- EXERCISE OBJECTIVE: Lines that contain "dirs" are to be copied from the material, every one of them.

(SUPPLIED INFORMATION)

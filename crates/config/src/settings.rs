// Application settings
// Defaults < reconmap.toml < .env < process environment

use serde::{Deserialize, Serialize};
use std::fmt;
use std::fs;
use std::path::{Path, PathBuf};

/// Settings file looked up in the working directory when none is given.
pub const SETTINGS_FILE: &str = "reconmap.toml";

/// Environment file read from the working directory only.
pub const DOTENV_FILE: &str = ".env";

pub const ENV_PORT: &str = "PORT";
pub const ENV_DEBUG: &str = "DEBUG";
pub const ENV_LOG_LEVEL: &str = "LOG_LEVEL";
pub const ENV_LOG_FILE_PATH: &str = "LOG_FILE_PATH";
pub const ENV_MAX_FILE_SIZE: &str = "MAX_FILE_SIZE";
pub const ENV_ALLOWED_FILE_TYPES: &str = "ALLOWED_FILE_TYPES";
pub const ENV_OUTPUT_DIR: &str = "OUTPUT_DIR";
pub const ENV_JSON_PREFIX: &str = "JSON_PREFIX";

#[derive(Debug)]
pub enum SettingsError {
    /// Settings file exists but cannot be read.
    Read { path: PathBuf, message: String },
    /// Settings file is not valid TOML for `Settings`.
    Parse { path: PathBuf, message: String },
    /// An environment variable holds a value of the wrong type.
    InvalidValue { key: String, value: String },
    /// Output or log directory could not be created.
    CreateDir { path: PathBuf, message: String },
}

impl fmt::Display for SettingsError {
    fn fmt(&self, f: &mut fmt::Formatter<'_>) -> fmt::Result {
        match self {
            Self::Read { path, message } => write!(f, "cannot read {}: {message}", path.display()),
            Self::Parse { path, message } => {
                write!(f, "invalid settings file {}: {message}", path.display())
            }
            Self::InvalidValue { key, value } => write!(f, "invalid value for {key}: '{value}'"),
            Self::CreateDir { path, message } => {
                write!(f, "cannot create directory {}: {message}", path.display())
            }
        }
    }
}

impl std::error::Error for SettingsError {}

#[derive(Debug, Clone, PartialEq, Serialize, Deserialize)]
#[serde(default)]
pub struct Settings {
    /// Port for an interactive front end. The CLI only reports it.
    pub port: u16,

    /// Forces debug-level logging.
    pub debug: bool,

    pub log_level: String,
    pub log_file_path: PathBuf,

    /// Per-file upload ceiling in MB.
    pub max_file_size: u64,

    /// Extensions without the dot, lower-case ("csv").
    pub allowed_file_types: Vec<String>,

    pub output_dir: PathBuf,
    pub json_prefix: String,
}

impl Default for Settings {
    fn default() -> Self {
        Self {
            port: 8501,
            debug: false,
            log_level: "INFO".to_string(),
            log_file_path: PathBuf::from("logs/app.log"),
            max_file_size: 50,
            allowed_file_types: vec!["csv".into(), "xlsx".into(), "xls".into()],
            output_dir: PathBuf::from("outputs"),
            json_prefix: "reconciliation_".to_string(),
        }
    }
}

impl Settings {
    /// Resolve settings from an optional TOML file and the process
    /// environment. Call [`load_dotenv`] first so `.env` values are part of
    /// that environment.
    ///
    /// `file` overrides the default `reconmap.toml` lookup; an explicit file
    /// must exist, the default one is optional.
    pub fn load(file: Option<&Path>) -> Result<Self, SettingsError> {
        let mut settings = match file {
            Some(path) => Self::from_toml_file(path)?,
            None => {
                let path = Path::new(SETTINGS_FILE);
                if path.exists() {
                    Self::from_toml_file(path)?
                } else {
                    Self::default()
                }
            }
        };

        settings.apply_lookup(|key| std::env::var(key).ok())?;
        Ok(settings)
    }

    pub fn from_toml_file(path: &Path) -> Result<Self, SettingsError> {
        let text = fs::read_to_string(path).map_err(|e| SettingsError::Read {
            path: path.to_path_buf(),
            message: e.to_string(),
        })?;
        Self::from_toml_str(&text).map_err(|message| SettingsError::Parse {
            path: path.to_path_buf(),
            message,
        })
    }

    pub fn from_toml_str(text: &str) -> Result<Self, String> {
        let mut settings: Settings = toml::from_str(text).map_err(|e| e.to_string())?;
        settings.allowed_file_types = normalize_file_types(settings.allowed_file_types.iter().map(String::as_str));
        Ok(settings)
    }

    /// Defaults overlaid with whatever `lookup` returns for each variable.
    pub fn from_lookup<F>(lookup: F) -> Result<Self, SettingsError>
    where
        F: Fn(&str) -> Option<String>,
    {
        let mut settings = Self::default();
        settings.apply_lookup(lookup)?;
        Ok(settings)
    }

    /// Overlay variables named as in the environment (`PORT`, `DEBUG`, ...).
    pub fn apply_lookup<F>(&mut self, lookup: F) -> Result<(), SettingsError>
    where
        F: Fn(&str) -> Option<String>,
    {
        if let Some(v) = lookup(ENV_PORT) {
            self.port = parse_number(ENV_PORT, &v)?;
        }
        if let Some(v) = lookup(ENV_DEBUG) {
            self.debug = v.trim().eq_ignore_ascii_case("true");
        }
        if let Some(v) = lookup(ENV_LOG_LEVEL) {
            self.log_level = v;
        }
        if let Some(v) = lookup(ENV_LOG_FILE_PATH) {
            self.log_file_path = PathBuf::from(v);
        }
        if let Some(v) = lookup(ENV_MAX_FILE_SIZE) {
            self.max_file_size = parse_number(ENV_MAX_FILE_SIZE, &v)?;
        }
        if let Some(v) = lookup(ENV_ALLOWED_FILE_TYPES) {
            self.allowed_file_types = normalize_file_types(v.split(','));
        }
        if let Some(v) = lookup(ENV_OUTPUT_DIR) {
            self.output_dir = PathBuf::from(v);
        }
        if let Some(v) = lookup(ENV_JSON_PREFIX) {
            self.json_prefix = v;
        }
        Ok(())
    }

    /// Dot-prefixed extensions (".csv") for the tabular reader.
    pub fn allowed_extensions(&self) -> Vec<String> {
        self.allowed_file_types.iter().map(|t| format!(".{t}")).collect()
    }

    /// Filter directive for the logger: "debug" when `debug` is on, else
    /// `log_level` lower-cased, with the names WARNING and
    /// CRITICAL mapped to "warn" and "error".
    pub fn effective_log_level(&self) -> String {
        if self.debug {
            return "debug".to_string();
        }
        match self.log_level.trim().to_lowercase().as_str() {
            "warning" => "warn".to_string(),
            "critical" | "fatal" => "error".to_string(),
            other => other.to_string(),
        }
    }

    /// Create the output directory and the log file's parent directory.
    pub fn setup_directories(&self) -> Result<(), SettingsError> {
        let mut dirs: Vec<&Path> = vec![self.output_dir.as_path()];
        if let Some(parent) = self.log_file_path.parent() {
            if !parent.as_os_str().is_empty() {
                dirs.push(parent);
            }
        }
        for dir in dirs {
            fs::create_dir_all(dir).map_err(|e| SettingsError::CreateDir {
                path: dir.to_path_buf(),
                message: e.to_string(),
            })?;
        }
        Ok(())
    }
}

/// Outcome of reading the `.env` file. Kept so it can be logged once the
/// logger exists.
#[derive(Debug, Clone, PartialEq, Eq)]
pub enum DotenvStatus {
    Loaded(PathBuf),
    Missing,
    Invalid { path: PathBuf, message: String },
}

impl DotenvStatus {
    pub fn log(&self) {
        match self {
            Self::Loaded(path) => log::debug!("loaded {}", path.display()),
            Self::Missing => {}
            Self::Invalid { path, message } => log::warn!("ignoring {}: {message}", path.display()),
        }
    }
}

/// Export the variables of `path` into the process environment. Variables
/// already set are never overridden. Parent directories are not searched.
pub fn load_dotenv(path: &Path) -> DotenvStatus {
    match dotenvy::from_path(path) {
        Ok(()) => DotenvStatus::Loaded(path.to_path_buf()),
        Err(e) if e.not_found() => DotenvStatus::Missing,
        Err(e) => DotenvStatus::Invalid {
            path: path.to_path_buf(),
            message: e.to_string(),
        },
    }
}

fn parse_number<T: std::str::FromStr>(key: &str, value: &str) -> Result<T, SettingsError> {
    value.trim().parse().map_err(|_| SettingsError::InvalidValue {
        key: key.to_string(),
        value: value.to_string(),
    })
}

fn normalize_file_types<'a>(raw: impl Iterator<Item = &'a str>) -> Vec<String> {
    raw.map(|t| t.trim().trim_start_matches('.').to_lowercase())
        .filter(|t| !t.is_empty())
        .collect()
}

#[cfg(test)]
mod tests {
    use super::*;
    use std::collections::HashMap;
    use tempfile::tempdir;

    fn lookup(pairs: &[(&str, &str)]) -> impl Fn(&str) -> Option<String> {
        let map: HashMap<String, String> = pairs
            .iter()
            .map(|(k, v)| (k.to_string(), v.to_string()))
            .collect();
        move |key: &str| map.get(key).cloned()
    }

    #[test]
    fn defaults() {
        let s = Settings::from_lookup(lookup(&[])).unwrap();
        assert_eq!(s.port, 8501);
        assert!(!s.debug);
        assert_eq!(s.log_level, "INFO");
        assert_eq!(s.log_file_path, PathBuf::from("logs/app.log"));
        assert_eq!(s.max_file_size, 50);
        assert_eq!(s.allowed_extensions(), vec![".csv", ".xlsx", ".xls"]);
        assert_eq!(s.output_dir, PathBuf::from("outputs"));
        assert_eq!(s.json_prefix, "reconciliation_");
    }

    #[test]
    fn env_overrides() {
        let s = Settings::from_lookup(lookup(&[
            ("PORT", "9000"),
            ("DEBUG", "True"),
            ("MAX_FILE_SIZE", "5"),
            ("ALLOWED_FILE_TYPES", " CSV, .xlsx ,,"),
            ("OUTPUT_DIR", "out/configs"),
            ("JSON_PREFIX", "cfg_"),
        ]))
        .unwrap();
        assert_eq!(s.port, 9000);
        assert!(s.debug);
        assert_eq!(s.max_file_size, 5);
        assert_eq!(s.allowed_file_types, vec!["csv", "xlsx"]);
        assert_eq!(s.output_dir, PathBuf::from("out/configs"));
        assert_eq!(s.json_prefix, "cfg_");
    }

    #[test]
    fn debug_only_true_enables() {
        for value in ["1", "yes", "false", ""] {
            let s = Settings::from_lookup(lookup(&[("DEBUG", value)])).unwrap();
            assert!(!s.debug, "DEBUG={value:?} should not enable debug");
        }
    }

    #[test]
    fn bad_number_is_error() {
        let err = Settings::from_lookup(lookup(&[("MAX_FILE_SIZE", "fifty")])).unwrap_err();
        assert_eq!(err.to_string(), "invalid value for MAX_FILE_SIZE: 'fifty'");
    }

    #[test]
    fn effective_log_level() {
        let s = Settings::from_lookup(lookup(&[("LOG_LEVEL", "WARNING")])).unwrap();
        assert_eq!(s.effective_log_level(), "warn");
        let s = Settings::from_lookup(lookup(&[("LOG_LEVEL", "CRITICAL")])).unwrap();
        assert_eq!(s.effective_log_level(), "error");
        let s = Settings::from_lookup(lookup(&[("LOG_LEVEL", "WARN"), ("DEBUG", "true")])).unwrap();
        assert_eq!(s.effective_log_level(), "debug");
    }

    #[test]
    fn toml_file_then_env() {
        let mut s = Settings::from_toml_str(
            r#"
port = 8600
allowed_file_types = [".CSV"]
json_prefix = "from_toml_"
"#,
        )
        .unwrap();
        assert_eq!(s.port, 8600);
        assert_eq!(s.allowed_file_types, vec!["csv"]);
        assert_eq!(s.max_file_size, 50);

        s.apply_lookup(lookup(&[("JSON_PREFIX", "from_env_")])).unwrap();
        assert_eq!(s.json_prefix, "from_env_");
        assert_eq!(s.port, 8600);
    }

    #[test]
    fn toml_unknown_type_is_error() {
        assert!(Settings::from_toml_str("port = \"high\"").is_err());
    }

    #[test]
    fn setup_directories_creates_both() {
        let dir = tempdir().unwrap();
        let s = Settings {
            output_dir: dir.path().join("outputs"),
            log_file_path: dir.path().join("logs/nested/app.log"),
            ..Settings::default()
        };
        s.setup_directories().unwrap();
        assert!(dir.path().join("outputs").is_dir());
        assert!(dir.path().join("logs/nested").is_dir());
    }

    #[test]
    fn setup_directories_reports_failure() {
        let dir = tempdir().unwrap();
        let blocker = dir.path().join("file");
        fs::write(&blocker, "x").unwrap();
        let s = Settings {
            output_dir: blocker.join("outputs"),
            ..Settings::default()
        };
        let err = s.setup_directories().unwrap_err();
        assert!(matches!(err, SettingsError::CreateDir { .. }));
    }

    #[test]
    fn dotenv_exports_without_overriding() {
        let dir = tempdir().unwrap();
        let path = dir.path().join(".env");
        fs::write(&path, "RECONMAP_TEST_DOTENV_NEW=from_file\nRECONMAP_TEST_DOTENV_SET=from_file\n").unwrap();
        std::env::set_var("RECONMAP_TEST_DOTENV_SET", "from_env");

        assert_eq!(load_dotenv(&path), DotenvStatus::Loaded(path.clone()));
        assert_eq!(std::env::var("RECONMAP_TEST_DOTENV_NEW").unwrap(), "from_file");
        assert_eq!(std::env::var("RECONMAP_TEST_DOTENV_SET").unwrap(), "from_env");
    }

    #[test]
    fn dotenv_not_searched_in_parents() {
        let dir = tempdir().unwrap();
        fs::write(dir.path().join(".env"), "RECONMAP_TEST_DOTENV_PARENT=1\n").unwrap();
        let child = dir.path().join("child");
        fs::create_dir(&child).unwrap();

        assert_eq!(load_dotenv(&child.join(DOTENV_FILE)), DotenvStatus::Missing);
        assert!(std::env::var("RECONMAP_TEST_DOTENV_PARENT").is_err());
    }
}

(End SUPPLIED INFORMATION)

- EXERCISE RESPONSE:
        let mut dirs: Vec<&Path> = vec![self.output_dir.as_path()];
                dirs.push(parent);
        for dir in dirs {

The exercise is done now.